Saved data entries
=== Section Start ===

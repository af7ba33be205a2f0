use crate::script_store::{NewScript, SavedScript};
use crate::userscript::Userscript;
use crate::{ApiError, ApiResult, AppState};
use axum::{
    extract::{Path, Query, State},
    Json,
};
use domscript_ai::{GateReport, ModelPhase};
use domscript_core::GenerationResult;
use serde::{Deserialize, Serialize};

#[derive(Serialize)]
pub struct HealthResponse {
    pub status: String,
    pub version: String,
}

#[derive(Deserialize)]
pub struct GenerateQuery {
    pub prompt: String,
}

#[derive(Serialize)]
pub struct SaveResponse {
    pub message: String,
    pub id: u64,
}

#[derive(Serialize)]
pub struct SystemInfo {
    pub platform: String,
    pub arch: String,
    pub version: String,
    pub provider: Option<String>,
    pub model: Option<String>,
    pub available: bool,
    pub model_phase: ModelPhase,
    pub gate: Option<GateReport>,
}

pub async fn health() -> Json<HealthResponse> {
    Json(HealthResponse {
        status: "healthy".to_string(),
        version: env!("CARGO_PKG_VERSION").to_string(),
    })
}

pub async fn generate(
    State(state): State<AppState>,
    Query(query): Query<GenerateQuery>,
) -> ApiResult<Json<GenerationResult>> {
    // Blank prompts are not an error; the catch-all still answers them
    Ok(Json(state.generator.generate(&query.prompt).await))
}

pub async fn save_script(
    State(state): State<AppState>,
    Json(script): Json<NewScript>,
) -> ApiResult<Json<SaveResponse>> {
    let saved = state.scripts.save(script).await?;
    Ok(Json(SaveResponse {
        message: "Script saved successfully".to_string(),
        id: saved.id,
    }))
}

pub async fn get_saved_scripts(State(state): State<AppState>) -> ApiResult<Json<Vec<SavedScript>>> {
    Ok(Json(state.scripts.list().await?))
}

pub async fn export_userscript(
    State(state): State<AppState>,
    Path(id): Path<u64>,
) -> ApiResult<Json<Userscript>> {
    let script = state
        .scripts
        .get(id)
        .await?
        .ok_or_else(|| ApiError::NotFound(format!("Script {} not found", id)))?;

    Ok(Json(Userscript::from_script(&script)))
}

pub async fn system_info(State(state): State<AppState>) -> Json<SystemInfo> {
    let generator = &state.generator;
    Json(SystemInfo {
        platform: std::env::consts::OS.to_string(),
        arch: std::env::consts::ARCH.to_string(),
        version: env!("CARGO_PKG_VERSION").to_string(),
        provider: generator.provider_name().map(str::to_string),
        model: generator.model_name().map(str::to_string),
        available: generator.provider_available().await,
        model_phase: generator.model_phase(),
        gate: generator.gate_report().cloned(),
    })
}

=== Section End ===
=== Section Start ===

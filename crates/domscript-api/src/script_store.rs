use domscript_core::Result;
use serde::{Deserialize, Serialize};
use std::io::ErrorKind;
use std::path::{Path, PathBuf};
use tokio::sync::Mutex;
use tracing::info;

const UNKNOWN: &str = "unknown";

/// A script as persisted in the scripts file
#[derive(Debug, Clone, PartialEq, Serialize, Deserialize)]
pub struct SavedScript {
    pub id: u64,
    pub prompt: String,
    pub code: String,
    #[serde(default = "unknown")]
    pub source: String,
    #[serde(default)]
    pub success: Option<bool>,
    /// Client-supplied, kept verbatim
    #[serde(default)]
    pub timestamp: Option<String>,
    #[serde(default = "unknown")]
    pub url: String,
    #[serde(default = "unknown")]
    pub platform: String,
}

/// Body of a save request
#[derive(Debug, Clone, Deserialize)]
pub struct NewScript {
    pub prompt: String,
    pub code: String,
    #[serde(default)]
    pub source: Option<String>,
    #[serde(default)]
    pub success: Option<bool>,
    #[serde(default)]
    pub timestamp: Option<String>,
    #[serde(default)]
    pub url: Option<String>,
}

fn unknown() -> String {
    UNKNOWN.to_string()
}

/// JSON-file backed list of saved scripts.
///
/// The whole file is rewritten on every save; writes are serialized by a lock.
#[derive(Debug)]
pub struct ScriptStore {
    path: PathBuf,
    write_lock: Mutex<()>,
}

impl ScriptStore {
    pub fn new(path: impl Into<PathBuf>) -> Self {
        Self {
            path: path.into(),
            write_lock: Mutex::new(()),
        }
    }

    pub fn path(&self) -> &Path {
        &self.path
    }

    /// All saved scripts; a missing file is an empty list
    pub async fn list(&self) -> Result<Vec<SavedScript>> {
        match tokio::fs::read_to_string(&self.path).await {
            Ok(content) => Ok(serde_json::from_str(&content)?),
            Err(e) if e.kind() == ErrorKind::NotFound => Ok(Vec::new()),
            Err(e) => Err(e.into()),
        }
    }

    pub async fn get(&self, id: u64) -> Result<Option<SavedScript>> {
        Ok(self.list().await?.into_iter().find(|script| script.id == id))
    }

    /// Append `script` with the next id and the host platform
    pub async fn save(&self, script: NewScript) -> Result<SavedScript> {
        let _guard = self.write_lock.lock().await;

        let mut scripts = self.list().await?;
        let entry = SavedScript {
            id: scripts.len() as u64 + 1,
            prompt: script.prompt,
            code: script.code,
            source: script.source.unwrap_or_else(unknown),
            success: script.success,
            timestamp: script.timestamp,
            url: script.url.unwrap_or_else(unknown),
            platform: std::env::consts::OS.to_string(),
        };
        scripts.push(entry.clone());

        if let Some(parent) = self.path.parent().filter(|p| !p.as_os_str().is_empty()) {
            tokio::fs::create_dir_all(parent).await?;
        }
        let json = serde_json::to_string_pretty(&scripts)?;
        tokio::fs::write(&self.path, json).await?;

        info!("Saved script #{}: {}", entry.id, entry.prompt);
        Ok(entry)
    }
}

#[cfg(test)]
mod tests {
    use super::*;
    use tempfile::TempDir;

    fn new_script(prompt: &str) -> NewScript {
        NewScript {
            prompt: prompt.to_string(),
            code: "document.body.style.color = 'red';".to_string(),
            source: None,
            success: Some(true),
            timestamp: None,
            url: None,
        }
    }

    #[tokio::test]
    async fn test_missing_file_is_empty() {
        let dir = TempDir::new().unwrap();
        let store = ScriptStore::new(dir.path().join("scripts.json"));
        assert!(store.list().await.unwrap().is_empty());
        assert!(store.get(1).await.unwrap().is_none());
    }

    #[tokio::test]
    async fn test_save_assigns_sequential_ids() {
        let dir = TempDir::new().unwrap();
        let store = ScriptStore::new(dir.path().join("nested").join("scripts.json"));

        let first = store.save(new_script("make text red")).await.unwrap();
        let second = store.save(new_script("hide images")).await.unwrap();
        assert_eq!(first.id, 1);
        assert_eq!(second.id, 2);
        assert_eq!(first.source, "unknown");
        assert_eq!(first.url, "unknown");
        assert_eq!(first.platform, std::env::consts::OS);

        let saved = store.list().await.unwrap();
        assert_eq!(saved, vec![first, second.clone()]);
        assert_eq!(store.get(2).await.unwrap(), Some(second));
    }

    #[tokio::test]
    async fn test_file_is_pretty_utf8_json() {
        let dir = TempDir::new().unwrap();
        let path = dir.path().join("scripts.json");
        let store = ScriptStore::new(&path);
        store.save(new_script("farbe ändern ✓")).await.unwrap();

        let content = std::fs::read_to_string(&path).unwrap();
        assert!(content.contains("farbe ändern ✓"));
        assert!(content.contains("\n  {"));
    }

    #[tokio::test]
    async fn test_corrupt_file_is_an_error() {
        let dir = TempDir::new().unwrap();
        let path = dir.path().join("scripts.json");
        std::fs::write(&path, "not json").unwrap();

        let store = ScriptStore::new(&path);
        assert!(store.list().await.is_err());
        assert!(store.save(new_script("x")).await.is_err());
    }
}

=== Section End ===
=== Section Start ===

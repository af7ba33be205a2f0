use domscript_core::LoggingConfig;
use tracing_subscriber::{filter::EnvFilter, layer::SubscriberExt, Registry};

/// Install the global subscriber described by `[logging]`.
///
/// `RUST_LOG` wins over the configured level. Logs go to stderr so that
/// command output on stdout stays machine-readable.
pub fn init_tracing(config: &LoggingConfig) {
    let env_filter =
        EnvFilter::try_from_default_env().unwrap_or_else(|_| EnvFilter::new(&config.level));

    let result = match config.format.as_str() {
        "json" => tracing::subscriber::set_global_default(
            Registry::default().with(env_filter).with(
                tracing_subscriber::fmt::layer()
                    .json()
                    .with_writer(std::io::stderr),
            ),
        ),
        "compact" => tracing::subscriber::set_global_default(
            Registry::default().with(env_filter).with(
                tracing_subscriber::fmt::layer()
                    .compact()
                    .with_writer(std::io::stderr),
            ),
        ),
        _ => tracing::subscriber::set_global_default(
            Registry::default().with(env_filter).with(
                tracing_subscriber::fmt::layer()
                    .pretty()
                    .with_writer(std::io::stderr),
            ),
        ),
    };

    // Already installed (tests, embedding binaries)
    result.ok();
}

=== Section End ===

Exercise instructions
Beginning at the line with "assert_eq!(saved, vec![first, second.clone()]);" and ending at the line with "let content = std::fs::read_to_string(&path).unwrap();", reproduce each line of the data above exactly, and add no other lines.

Response area
        assert_eq!(saved, vec![first, second.clone()]);
        assert_eq!(store.get(2).await.unwrap(), Some(second));
    }

    #[tokio::test]
    async fn test_file_is_pretty_utf8_json() {
        let dir = TempDir::new().unwrap();
        let path = dir.path().join("scripts.json");
        let store = ScriptStore::new(&path);
        store.save(new_script("farbe ändern ✓")).await.unwrap();

        let content = std::fs::read_to_string(&path).unwrap();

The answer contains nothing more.